### Supplied records
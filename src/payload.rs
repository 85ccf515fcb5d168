//! Dashboard payload data model.
//!
//! Wire shape of the dashboard endpoint: a root object with three optional
//! slices, any of which may be absent from the JSON body.

use serde::{Deserialize, Serialize};
use std::fmt::{Display, Formatter};

/// Root object returned by `GET {base_url}/dashboard/{user_id}`.
///
/// A missing attribute deserializes to `None`; absence is never an error.
#[derive(Debug, Clone, Default, PartialEq, Serialize, Deserialize)]
#[serde(rename_all = "camelCase")]
pub struct DashboardPayload {
    #[serde(default)]
    pub chart_data: Option<SeriesBundle>,
    #[serde(default)]
    pub table_data: Option<Vec<Row>>,
    #[serde(default)]
    pub graph_data: Option<SeriesBundle>,
}

/// Paired label/value sequences feeding a bar-chart visualization.
///
/// `labels` and `values` are positionally paired and assumed to have equal
/// length. A mismatch is not rejected and under/over-plots silently.
#[derive(Debug, Clone, Default, PartialEq, Serialize, Deserialize)]
pub struct SeriesBundle {
    pub labels: Vec<String>,
    pub values: Vec<f64>,
}

/// One table entry.
///
/// `id` must be unique within a payload; it is the stable identity for list
/// rendering, and duplicates leave row identity undefined.
#[derive(Debug, Clone, PartialEq, Serialize, Deserialize)]
pub struct Row {
    pub id: u64,
    pub name: String,
    pub value: CellValue,
}

/// Table cell value, rendered verbatim whether the API sent a number or a
/// string.
#[derive(Debug, Clone, PartialEq, Serialize, Deserialize)]
#[serde(untagged)]
pub enum CellValue {
    Number(f64),
    Text(String),
}

impl Display for CellValue {
    fn fmt(&self, f: &mut Formatter<'_>) -> std::fmt::Result {
        match self {
            CellValue::Number(n) => write!(f, "{}", n),
            CellValue::Text(s) => write!(f, "{}", s),
        }
    }
}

### Problem description
In the entries above, copy each line that contains the string "CellValue".

### Solution to this exercise
    pub value: CellValue,
pub enum CellValue {
impl Display for CellValue {
            CellValue::Number(n) => write!(f, "{}", n),
            CellValue::Text(s) => write!(f, "{}", s),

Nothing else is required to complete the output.